EXERCISE DETAILS
All lines holding the word "bool" should be located in the records and copied.
Start of Block
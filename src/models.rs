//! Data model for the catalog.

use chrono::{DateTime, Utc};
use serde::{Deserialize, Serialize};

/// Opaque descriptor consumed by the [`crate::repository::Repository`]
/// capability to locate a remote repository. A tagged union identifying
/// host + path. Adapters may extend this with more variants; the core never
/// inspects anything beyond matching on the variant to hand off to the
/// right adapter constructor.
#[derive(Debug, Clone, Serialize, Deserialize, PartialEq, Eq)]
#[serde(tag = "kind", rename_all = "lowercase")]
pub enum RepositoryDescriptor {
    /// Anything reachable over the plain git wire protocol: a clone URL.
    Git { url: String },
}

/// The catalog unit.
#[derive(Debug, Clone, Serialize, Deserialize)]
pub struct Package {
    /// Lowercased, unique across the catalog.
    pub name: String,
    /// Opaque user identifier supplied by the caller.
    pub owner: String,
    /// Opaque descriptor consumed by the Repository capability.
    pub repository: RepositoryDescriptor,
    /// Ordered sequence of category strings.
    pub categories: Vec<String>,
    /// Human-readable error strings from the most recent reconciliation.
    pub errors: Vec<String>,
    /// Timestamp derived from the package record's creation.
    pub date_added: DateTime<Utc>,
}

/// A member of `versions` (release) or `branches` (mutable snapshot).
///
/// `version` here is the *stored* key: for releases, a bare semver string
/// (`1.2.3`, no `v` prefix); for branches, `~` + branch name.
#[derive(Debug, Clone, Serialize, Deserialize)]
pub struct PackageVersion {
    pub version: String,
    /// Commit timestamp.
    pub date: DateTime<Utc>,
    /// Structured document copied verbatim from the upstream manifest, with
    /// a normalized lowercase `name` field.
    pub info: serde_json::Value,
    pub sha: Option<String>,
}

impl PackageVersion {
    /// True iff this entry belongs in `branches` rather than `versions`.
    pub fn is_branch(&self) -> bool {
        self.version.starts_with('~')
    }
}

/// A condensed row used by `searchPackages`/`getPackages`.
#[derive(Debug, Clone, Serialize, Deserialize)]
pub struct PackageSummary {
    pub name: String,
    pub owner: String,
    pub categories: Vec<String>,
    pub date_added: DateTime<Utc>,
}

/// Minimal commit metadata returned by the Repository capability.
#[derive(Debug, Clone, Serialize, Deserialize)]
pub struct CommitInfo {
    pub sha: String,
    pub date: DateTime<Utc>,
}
End of Block
Start of Block
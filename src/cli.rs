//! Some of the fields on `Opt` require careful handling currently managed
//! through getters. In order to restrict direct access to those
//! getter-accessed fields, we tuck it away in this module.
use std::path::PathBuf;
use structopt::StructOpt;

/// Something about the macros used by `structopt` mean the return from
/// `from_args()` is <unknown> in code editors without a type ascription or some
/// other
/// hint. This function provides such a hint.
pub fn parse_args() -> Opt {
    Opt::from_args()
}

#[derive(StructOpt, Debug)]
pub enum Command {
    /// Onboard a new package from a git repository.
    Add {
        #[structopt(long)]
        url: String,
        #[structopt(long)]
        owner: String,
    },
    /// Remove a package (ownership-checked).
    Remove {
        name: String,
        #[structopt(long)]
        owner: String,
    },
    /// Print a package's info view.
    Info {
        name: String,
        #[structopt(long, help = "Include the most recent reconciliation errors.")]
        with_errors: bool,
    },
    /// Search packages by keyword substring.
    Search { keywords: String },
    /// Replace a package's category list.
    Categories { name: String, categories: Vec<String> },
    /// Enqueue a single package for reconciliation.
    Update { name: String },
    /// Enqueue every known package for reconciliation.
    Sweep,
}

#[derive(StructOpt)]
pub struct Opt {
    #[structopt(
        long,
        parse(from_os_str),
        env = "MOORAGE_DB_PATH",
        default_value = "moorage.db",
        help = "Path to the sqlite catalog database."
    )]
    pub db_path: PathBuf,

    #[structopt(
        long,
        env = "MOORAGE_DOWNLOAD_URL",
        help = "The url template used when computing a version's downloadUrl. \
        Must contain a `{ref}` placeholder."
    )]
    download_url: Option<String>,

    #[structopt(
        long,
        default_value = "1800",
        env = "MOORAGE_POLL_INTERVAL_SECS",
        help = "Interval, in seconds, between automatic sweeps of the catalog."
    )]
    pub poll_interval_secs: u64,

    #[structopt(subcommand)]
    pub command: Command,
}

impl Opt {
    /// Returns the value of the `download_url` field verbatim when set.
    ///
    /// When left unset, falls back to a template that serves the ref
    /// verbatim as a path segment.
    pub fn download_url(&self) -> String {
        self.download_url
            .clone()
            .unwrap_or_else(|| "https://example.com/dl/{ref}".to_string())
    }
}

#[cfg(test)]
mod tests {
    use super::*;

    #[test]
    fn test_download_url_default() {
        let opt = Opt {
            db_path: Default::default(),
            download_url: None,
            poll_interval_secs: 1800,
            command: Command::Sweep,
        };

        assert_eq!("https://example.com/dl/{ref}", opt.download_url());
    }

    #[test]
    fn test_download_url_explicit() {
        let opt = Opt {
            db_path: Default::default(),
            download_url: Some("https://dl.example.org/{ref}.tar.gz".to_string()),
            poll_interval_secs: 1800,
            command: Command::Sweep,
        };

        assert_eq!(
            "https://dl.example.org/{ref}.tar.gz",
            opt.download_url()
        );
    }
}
End of Block
FINISHED EXERCISE
    pub fn is_branch(&self) -> bool {
        with_errors: bool,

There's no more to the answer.